● **Dataset records**
:::

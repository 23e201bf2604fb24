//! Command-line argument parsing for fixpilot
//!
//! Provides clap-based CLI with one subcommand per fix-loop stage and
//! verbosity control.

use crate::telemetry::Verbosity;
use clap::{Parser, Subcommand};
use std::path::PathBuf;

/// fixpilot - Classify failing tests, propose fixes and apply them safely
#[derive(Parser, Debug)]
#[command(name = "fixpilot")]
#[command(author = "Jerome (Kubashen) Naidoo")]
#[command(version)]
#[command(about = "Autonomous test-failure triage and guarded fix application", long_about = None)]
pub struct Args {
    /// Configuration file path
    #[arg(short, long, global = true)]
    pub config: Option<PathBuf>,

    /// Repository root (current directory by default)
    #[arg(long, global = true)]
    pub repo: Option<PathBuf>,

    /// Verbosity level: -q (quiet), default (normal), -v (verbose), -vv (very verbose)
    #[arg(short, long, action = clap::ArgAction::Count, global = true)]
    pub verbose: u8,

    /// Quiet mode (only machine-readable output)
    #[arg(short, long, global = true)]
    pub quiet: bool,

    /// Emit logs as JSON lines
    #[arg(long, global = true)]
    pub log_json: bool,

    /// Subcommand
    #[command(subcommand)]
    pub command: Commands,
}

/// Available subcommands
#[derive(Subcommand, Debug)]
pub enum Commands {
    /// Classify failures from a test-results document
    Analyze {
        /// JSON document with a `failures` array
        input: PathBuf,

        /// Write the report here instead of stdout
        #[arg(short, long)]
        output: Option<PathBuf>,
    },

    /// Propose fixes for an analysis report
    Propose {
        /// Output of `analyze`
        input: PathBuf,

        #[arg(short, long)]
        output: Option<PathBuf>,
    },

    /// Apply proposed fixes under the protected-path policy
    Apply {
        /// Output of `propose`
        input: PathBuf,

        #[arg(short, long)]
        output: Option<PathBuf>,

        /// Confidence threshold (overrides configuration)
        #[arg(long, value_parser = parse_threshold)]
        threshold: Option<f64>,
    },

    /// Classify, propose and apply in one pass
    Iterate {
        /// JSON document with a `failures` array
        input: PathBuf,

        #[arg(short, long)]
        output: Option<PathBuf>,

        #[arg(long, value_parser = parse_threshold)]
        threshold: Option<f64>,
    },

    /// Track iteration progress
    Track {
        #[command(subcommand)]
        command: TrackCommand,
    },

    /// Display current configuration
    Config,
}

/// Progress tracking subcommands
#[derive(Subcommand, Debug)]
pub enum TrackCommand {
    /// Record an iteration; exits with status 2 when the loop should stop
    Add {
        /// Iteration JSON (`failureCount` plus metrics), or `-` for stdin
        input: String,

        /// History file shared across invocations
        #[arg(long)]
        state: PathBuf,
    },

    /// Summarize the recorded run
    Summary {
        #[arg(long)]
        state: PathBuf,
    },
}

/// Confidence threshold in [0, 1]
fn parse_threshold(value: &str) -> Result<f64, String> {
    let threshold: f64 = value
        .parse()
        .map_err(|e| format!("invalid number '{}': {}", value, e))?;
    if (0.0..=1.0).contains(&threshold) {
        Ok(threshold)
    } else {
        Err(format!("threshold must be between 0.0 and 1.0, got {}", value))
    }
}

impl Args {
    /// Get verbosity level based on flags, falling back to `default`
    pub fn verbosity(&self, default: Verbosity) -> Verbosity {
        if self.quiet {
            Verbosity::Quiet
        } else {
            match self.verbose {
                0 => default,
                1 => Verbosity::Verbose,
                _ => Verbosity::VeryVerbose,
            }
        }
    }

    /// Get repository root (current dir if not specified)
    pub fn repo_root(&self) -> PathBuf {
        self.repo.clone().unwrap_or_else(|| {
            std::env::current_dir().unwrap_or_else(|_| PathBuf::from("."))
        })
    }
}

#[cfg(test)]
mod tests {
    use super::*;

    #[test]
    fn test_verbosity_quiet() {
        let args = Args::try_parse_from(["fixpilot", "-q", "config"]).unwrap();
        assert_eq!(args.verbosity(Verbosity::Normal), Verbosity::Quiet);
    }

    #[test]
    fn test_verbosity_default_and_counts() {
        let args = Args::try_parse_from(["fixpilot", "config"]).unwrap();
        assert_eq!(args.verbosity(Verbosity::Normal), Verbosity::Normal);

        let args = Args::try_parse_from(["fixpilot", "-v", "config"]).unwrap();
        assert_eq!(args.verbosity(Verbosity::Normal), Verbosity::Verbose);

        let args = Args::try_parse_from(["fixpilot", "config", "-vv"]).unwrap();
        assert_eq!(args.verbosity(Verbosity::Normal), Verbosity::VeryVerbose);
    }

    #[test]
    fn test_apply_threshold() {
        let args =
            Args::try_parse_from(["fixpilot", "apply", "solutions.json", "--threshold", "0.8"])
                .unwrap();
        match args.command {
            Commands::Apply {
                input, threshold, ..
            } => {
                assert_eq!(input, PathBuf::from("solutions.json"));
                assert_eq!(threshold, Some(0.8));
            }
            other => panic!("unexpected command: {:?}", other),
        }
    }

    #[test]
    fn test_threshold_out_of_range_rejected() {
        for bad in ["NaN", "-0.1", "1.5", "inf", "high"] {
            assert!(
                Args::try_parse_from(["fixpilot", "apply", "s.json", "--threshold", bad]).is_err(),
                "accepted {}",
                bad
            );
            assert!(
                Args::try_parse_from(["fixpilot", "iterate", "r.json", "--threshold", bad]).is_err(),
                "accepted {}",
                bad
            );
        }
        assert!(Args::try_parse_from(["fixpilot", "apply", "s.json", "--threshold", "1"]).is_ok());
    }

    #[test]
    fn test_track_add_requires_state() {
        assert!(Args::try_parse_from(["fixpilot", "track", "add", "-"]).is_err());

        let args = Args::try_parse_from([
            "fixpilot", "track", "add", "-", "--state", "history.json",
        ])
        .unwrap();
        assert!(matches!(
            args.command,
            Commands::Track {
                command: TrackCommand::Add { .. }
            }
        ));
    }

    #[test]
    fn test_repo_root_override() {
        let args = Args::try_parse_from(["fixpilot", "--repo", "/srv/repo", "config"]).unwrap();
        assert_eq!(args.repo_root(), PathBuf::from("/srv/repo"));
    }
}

:::

● **Prompt**
Wherever "solutions" occurs in the entries above, copy the line it sits on.

● **Result below**
            Args::try_parse_from(["fixpilot", "apply", "solutions.json", "--threshold", "0.8"])
                assert_eq!(input, PathBuf::from("solutions.json"));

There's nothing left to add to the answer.